The new albums by Van Morrison, Bob Geldof and Prefab Sprout all view American music from a Celtic perspective, though the results scarcely make for seamless listening. With its resounding echoes of "Domino" and "Jackie Wilson Said," Morrison's "Enlightenment" reaffirms the singer's obsession with rhythm and blues. Geldof's "The Vegetarians of Love," on the other hand, is a flawed attempt to combine Dylanesque vocals and lyrics with Southern string band spontaneity, while Prefab Sprout's "Jordan: The Comeback" is as lush, pure and ambitious a pop album as you're likely to find.
Van Morrison: 'Enlightenment'
"Enlightenment" (Mercury) will certainly please Van Morrison fans who find themselves wishing he wouldn't drift off into the mystic as often as he has over the years. Instead of invoking the names of William Blake or John Donne, Morrison opens the album with "Real Real Gone," an old-fashioned, Hammond organ soul-shout that borrows lyrics from hits made famous by Wilson Pickett, James Brown, Solomon Burke and Gene Chandler. The profound influence those and other R&B and blues singers had on Morrison is even more apparent on "In the Days Before Rock and Roll."
The lyrics, half-spoken, half-sung, describe an Irish kid scanning a wireless radio in search of rockabilly and blues: "Elvis did not come in without those wireless knobs/ nor Fats, nor Elvis, nor Sonny, nor Lightning, nor Muddy, nor John Lee." Only Morrison knows whether the repetition of the world "Elvis" in that verse was a mistake, but it's entirely in keeping with the way he turns song into chant, mulling over and reiterating key words and phrases. "Youth of 1,000 Summers," the album's other standout track (and a likely candidate to accompany televised sports highlights next year), is as insinuating as it is for precisely that reason.
Indeed, some of the performances, particularly the atmospheric pieces, have little going for them other than Morrison's entrancing delivery and a romantic bent. The lyrics to the love songs "Memories," "Start All Over Again" and "See Me Through," for example, seem utterly lightweight and redundant on paper, yet Morrison ultimately transforms them into heartfelt ballads. One problem though: For someone so obviously enthralled with (and indebted to) R&B, it's a shame Morrison doesn't go out and hire a band that can really do justice to the music. The group featured here, led by British organist and singer Georgie Fame, is largely nondescript, making "Enlightenment" much more of a one-man show than necessary.
Bob Geldof: 'Vegetarians of Love' What Morrison has always possessed as a singer, Geldof has always lacked -- an individual voice. Best known as the force behind Live Aid, the former Boomtown Rat has recently released "The Vegetarians of Love" (Atlantic), his first album in three years. Although recorded in a London studio, with several members of the Penguin Cafe Orchestra sitting in, much of the album clearly draws inspiration from Cajun music. It's also clear that Geldof is intent on trying to create an extremely relaxed atmosphere, but all the cues directed at his band-mates and engineer ultimately make the album sound more contrived than spontaneous.
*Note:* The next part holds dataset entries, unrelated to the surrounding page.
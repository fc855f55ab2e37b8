//! OAuth2 endpoints.
//!
//! - `POST /oauth`: token endpoint
//! - `POST /oauth/revoke`: token revocation
//! - `POST /oauth/authorize`: authorization code issuance for an
//!   HTTP-authenticated resource owner

use std::sync::Arc;

use axum::{
    extract::State,
    http::{header, HeaderMap},
    response::{IntoResponse, Response},
    routing::post,
    Form, Json, Router,
};
use mvcauth_core::{AuthScheme, Credentials, GrantEngine, GrantError, GrantRequest};
use url::Url;

use crate::auth::Authenticated;
use crate::error::AppError;
use crate::json::{AuthorizeForm, AuthorizeResponse, RevokeForm, RevokeResponse, TokenForm};
use crate::AppState;

/// Public OAuth2 routes; clients authenticate inside the handlers.
pub fn routes() -> Router<AppState> {
    Router::new()
        .route("/oauth", post(token))
        .route("/oauth/revoke", post(revoke))
}

/// Routes that require the authentication middleware.
pub fn authorize_routes() -> Router<AppState> {
    Router::new().route("/oauth/authorize", post(authorize))
}

fn grant_engine(state: &AppState) -> Result<Arc<GrantEngine>, AppError> {
    state
        .listener
        .grant_engine()
        .cloned()
        .ok_or_else(|| AppError::NotFound("OAuth2 is not configured".to_string()))
}

/// Client id and secret from an `Authorization: Basic` header.
fn basic_client_credentials(headers: &HeaderMap) -> Result<Option<(String, String)>, AppError> {
    let Some(value) = headers.get(header::AUTHORIZATION) else {
        return Ok(None);
    };
    let value = value
        .to_str()
        .map_err(|_| GrantError::invalid_client("malformed client credentials"))?;

    match Credentials::parse_authorization(value) {
        Some(Credentials::Basic { username, password }) => Ok(Some((username, password))),
        Some(Credentials::Malformed {
            scheme: AuthScheme::Basic,
            ..
        }) => Err(GrantError::invalid_client("malformed client credentials").into()),
        _ => Ok(None),
    }
}

/// Token endpoint.
async fn token(
    State(state): State<AppState>,
    headers: HeaderMap,
    Form(form): Form<TokenForm>,
) -> Result<Response, AppError> {
    let engine = grant_engine(&state)?;

    let mut request = GrantRequest {
        grant_type: form.grant_type.unwrap_or_default(),
        client_id: form.client_id,
        client_secret: form.client_secret,
        code: form.code,
        redirect_uri: form.redirect_uri,
        scope: form.scope,
    };
    if let Some((client_id, secret)) = basic_client_credentials(&headers)? {
        // RFC 6749 section 2.3: one client authentication method per request
        let form_id_differs = request.client_id.as_deref().is_some_and(|id| id != client_id);
        if request.client_secret.is_some() || form_id_differs {
            return Err(GrantError::invalid_request(
                "client credentials were supplied by more than one method",
            )
            .into());
        }
        request.client_id = Some(client_id);
        request.client_secret = Some(secret);
    }

    let response = tokio::task::spawn_blocking(move || {
        engine
            .issue_token(&request)
            .map(|record| engine.token_response(&record))
    })
    .await??;

    Ok((
        [(header::CACHE_CONTROL, "no-store"), (header::PRAGMA, "no-cache")],
        Json(response),
    )
        .into_response())
}

/// Revocation endpoint.
async fn revoke(
    State(state): State<AppState>,
    Form(form): Form<RevokeForm>,
) -> Result<Json<RevokeResponse>, AppError> {
    let engine = grant_engine(&state)?;
    let token = form
        .token
        .filter(|t| !t.is_empty())
        .ok_or_else(|| GrantError::invalid_request("missing parameter: \"token\" is required"))?;

    let revoked = tokio::task::spawn_blocking(move || engine.revoke_token(&token)).await??;
    Ok(Json(RevokeResponse { revoked }))
}

/// Authorization endpoint.
async fn authorize(
    State(state): State<AppState>,
    Authenticated(owner): Authenticated,
    Form(form): Form<AuthorizeForm>,
) -> Result<Json<AuthorizeResponse>, AppError> {
    if owner.scheme == AuthScheme::Bearer {
        return Err(AppError::Forbidden(
            "authorization requires an HTTP-authenticated resource owner".to_string(),
        ));
    }
    let engine = grant_engine(&state)?;

    if let Some(response_type) = form.response_type.as_deref() {
        if response_type != "code" {
            return Err(GrantError::invalid_request("response_type must be \"code\"").into());
        }
    }
    let client_id = form.client_id.filter(|c| !c.is_empty()).ok_or_else(|| {
        GrantError::invalid_request("missing parameter: \"client_id\" is required")
    })?;

    let redirect_uri = form.redirect_uri;
    let scope = form.scope;
    let record = tokio::task::spawn_blocking(move || {
        engine.issue_authorization_code(
            &client_id,
            &owner.subject,
            redirect_uri.as_deref(),
            scope.as_deref(),
        )
    })
    .await??;

    let target = record.redirect_uri.as_deref().unwrap_or_default();
    let mut redirect = Url::parse(target)
        .map_err(|e| AppError::BadRequest(format!("invalid redirect URI: {}", e)))?;
    {
        let mut query = redirect.query_pairs_mut();
        query.append_pair("code", &record.code);
        if let Some(state) = &form.state {
            query.append_pair("state", state);
        }
    }

    Ok(Json(AuthorizeResponse {
        code: record.code,
        redirect_uri: redirect.to_string(),
        state: form.state,
    }))
}
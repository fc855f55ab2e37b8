//! Request authentication middleware.
//!
//! [`authenticate`] runs the listener on every request of the routes it is
//! layered on and stores the [`AuthResult`] in the request extensions.
//! Rejected credentials are answered with 401 right away; requests without
//! credentials pass through, and handlers that need an identity take the
//! [`Authenticated`] extractor.

use axum::{
    async_trait,
    body::Body,
    extract::{FromRequestParts, Query, Request, State},
    http::{header, request::Parts},
    middleware::Next,
    response::Response,
};
use mvcauth_core::{AuthRequest, AuthResult, Identity};
use serde::Deserialize;

use crate::error::AppError;
use crate::AppState;

/// Largest form body buffered to look for an `access_token` parameter.
const MAX_FORM_BYTES: usize = 64 * 1024;

#[derive(Debug, Default, Deserialize)]
struct AccessTokenParam {
    #[serde(default)]
    access_token: Option<String>,
}

/// Authenticate the request and record the outcome.
pub async fn authenticate(
    State(state): State<AppState>,
    request: Request,
    next: Next,
) -> Result<Response, AppError> {
    let (mut request, auth_request) = auth_request(request).await?;

    let listener = state.listener.clone();
    let result = tokio::task::spawn_blocking(move || listener.authenticate(&auth_request)).await??;

    if let AuthResult::Failed(failure) = &result {
        return Err(AppError::Unauthorized {
            challenges: state.listener.challenges(&result),
            message: failure.reason.to_string(),
        });
    }

    request.extensions_mut().insert(result);
    Ok(next.run(request).await)
}

/// Build the transport-independent view of `request`.
///
/// Form bodies are buffered and put back so that handlers can still read
/// them.
async fn auth_request(request: Request) -> Result<(Request, AuthRequest), AppError> {
    let uri = request
        .uri()
        .path_and_query()
        .map(|pq| pq.as_str())
        .unwrap_or("/");
    let mut auth = AuthRequest::new(request.method().as_str(), uri);

    if let Some(value) = request.headers().get(header::AUTHORIZATION) {
        let value = value
            .to_str()
            .map_err(|_| AppError::BadRequest("Authorization header is not valid ASCII".into()))?;
        auth.authorization = Some(value.to_string());
    }

    auth.access_token = Query::<AccessTokenParam>::try_from_uri(request.uri())
        .ok()
        .and_then(|Query(param)| param.access_token);

    if auth.access_token.is_some() || !is_form(&request) {
        return Ok((request, auth));
    }

    let (parts, body) = request.into_parts();
    let bytes = axum::body::to_bytes(body, MAX_FORM_BYTES)
        .await
        .map_err(|e| AppError::BadRequest(format!("failed to read request body: {}", e)))?;
    auth.access_token = serde_urlencoded::from_bytes::<AccessTokenParam>(&bytes)
        .ok()
        .and_then(|param| param.access_token);

    Ok((Request::from_parts(parts, Body::from(bytes)), auth))
}

fn is_form(request: &Request) -> bool {
    request
        .headers()
        .get(header::CONTENT_TYPE)
        .and_then(|v| v.to_str().ok())
        .is_some_and(|v| v.starts_with("application/x-www-form-urlencoded"))
}

/// Extractor for handlers that require an authenticated caller.
#[derive(Debug, Clone)]
pub struct Authenticated(pub Identity);

#[async_trait]
impl FromRequestParts<AppState> for Authenticated {
    type Rejection = AppError;

    async fn from_request_parts(
        parts: &mut Parts,
        state: &AppState,
    ) -> Result<Self, Self::Rejection> {
        match parts.extensions.get::<AuthResult>() {
            Some(AuthResult::Authenticated(identity)) => Ok(Self(identity.clone())),
            _ => Err(AppError::Unauthorized {
                challenges: state.listener.challenges(&AuthResult::Unauthenticated),
                message: "authentication required".to_string(),
            }),
        }
    }
}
As a singer, Geldof seldom rises above a Dylanesque snarl, and it doesn't help that several cuts, especially "The Gospel Song," "Thinking Voyager 2 Type Things," "A Rose at Night" and "Walking Back to Happiness," are highly reminiscent of tunes composed by Dylan, Morrison and Mark Knopfler. The best tracks -- "The Great Song of Indifference," "Love or Something Else" and "The Chains of Pain" -- do have a certain off-the-cuff charm, revealing Geldof's knack for composing quirky melodies and lyrics, but those rewards are few and far between.
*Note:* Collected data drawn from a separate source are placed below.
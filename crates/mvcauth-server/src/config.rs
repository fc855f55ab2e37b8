//! Server configuration.

use std::path::PathBuf;

use anyhow::Context;
use clap::Parser;
use serde_json::Value;

/// mvcauth server command line arguments.
#[derive(Debug, Parser)]
#[command(name = "mvcauth-server")]
#[command(about = "HTTP authentication front with an OAuth2 token endpoint")]
pub struct Args {
    /// Address to listen on for HTTP requests.
    #[arg(short, long, default_value = "0.0.0.0:8080")]
    pub listen: String,

    /// JSON file holding the authentication configuration tree.
    #[arg(short, long)]
    pub config: Option<PathBuf>,
}

/// Server configuration.
#[derive(Debug, Clone)]
pub struct ServerConfig {
    /// Address to listen on for HTTP requests.
    pub listen_addr: String,
    /// Raw authentication configuration tree.
    pub auth: Value,
}

impl ServerConfig {
    /// Build the configuration from `args`, reading the config file if given.
    pub fn load(args: &Args) -> anyhow::Result<Self> {
        let auth = match &args.config {
            Some(path) => {
                let contents = std::fs::read_to_string(path)
                    .with_context(|| format!("failed to read {}", path.display()))?;
                serde_json::from_str(&contents)
                    .with_context(|| format!("failed to parse {}", path.display()))?
            }
            None => Value::Null,
        };

        Ok(Self {
            listen_addr: args.listen.clone(),
            auth,
        })
    }
}

impl Default for ServerConfig {
    fn default() -> Self {
        Self {
            listen_addr: "0.0.0.0:8080".to_string(),
            auth: Value::Null,
        }
    }
}

#[cfg(test)]
mod tests {
    use std::io::Write;

    use super::*;

    #[test]
    fn test_load_without_config_file() {
        let args = Args::parse_from(["mvcauth-server"]);
        let config = ServerConfig::load(&args).unwrap();
        assert_eq!(config.listen_addr, "0.0.0.0:8080");
        assert!(config.auth.is_null());
    }

    #[test]
    fn test_load_config_file() {
        let mut file = tempfile::NamedTempFile::new().unwrap();
        write!(file, r#"{{"api-tools-oauth2": {{"db": {{"dsn": "memory:"}}}}}}"#).unwrap();

        let args = Args::parse_from([
            "mvcauth-server",
            "--listen",
            "127.0.0.1:9090",
            "--config",
            file.path().to_str().unwrap(),
        ]);
        let config = ServerConfig::load(&args).unwrap();
        assert_eq!(config.listen_addr, "127.0.0.1:9090");
        assert_eq!(config.auth["api-tools-oauth2"]["db"]["dsn"], "memory:");
    }

    #[test]
    fn test_load_invalid_json() {
        let mut file = tempfile::NamedTempFile::new().unwrap();
        write!(file, "not json").unwrap();

        let args = Args::parse_from([
            "mvcauth-server",
            "--config",
            file.path().to_str().unwrap(),
        ]);
        assert!(ServerConfig::load(&args).is_err());
    }
}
Prefab Sprout: 'Jordan: The Comeback' After listening to Prefab Sprout's fifth album, "Jordan: The Comeback" (Epic), you get the feeling that the very mention of spontaneity would make singer-songwriter Paddy McAloon's skin crawl. Everything about the album, from its lush orchestrations to its unlikely pop fables, is deliberately and grandly conceived. Although producer Thomas Dolby deserves credit (and occasionally some blame) for that, it's McAloon's febrile imagination that sets the album into whimsical motion and keeps it rolling.
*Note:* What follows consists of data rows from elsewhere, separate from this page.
//! Resolved authentication policy.
//!
//! An [`AuthPolicy`] is produced once by
//! [`AuthConfigResolver::resolve`](crate::config::AuthConfigResolver::resolve)
//! and never mutated afterwards.

use std::collections::BTreeSet;
use std::fmt;
use std::path::{Path, PathBuf};
use std::str::FromStr;
use std::time::Duration;

/// Realm advertised in Bearer challenges when no HTTP realm is configured.
pub const DEFAULT_REALM: &str = "api";

/// Default OAuth2 access token lifetime (1 hour).
pub const DEFAULT_ACCESS_LIFETIME_SECS: u64 = 3600;

/// Default OAuth2 authorization code lifetime.
pub const DEFAULT_AUTH_CODE_LIFETIME_SECS: u64 = 30;

/// HTTP authentication schemes that can be accepted.
#[derive(Debug, Clone, Copy, PartialEq, Eq, PartialOrd, Ord, Hash)]
pub enum HttpScheme {
    /// RFC 7617 Basic.
    Basic,
    /// RFC 2617 Digest.
    Digest,
}

impl HttpScheme {
    pub fn as_str(&self) -> &'static str {
        match self {
            HttpScheme::Basic => "basic",
            HttpScheme::Digest => "digest",
        }
    }
}

impl fmt::Display for HttpScheme {
    fn fmt(&self, f: &mut fmt::Formatter<'_>) -> fmt::Result {
        f.write_str(self.as_str())
    }
}

impl FromStr for HttpScheme {
    type Err = String;

    fn from_str(s: &str) -> Result<Self, Self::Err> {
        match s.trim().to_ascii_lowercase().as_str() {
            "basic" => Ok(HttpScheme::Basic),
            "digest" => Ok(HttpScheme::Digest),
            other => Err(format!("unsupported HTTP authentication scheme '{}'", other)),
        }
    }
}

/// Connection descriptor for the OAuth2 token/client store.
#[derive(Clone, PartialEq, Eq)]
pub struct StoreConfig {
    /// Data source name, e.g. `sled:/var/lib/api/oauth2` or `memory:`.
    pub dsn: String,
    /// Optional store user.
    pub username: Option<String>,
    /// Optional store password.
    pub password: Option<String>,
}

impl StoreConfig {
    pub fn new(dsn: impl Into<String>) -> Self {
        Self {
            dsn: dsn.into(),
            username: None,
            password: None,
        }
    }
}

impl fmt::Debug for StoreConfig {
    fn fmt(&self, f: &mut fmt::Formatter<'_>) -> fmt::Result {
        f.debug_struct("StoreConfig")
            .field("dsn", &self.dsn)
            .field("username", &self.username)
            .field("password", &self.password.as_ref().map(|_| "<redacted>"))
            .finish()
    }
}

/// OAuth2 server settings.
#[derive(Debug, Clone, PartialEq, Eq)]
pub struct OAuth2Policy {
    /// Token/client store.
    pub store: StoreConfig,
    /// Lifetime of issued access tokens.
    pub access_lifetime: Duration,
    /// Lifetime of issued authorization codes.
    pub auth_code_lifetime: Duration,
}

impl OAuth2Policy {
    pub fn new(store: StoreConfig) -> Self {
        Self {
            store,
            access_lifetime: Duration::from_secs(DEFAULT_ACCESS_LIFETIME_SECS),
            auth_code_lifetime: Duration::from_secs(DEFAULT_AUTH_CODE_LIFETIME_SECS),
        }
    }
}

/// Resolved, immutable authentication policy.
///
/// Invariants established by the resolver:
/// - if `Digest` is enabled, `digest_domains` is non-empty and
///   `nonce_timeout` is set;
/// - a scheme is only enabled when its resolver source is configured;
/// - `realm` is set whenever any HTTP scheme is enabled.
#[derive(Debug, Clone, PartialEq, Eq, Default)]
pub struct AuthPolicy {
    pub(crate) http_schemes: BTreeSet<HttpScheme>,
    pub(crate) realm: Option<String>,
    pub(crate) digest_domains: Vec<String>,
    pub(crate) nonce_timeout: Option<Duration>,
    pub(crate) basic_resolver_source: Option<PathBuf>,
    pub(crate) digest_resolver_source: Option<PathBuf>,
    pub(crate) oauth2: Option<OAuth2Policy>,
}

impl AuthPolicy {
    /// A policy with every scheme disabled.
    pub fn disabled() -> Self {
        Self::default()
    }

    /// Enabled HTTP schemes; empty when HTTP authentication is disabled.
    pub fn http_schemes(&self) -> &BTreeSet<HttpScheme> {
        &self.http_schemes
    }

    pub fn accepts(&self, scheme: HttpScheme) -> bool {
        self.http_schemes.contains(&scheme)
    }

    /// Protection space identifier for HTTP challenges.
    pub fn realm(&self) -> Option<&str> {
        self.realm.as_deref()
    }

    pub fn digest_domains(&self) -> &[String] {
        &self.digest_domains
    }

    pub fn nonce_timeout(&self) -> Option<Duration> {
        self.nonce_timeout
    }

    /// Path to the htpasswd file backing the Basic verifier.
    pub fn basic_resolver_source(&self) -> Option<&Path> {
        self.basic_resolver_source.as_deref()
    }

    /// Path to the htdigest file backing the Digest verifier.
    pub fn digest_resolver_source(&self) -> Option<&Path> {
        self.digest_resolver_source.as_deref()
    }

    pub fn oauth2(&self) -> Option<&OAuth2Policy> {
        self.oauth2.as_ref()
    }

    /// Whether any scheme at all is enabled.
    pub fn is_enabled(&self) -> bool {
        !self.http_schemes.is_empty() || self.oauth2.is_some()
    }
}
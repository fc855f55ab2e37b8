//! Time source for nonce freshness and token expiry.

use chrono::{DateTime, Duration, Utc};
use parking_lot::Mutex;

/// Source of the current time.
///
/// Implementations must be synchronised with the other servers that issue
/// or validate the same nonces and tokens.
pub trait Clock: Send + Sync {
    /// Current UTC time.
    fn now(&self) -> DateTime<Utc>;
}

/// System clock.
#[derive(Debug, Clone, Copy, Default)]
pub struct SystemClock;

impl SystemClock {
    pub const fn new() -> Self {
        Self
    }
}

impl Clock for SystemClock {
    fn now(&self) -> DateTime<Utc> {
        Utc::now()
    }
}

/// Manually advanced clock, for tests and replayable tooling.
#[derive(Debug)]
pub struct ManualClock {
    now: Mutex<DateTime<Utc>>,
}

impl ManualClock {
    /// Create a clock frozen at `start`.
    pub fn new(start: DateTime<Utc>) -> Self {
        Self {
            now: Mutex::new(start),
        }
    }

    /// Move the clock forward.
    pub fn advance(&self, by: Duration) {
        let mut now = self.now.lock();
        *now += by;
    }
}

impl Clock for ManualClock {
    fn now(&self) -> DateTime<Utc> {
        *self.now.lock()
    }
}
The title track and "Moon Dog" are surreal tributes to Elvis Presley. The first depicts him as a Las Vegas recluse, anxiously awaiting the song that will trigger his comeback; the second, which finds the King happily ensconced on the moon, opens with this typically crafty and tantalizing verse: "The funeral cars crawl down/ The heartbreak side of town/ The mourners all discuss/ The boy who caused a fuss/ We chopped a billion trees to print up eulogies/ But guys we should have guessed/ The girls would say it best."
Granted, McAloon occasionally comes with something as innocuous as "All the World Loves Lovers" and a few other songs that wouldn't be out of place on an album by, say, Michael Franks. But why quibble? Truth is, "Jordan: The Comeback" cuts most of the mainstream pop and lite jazz competition to shreds.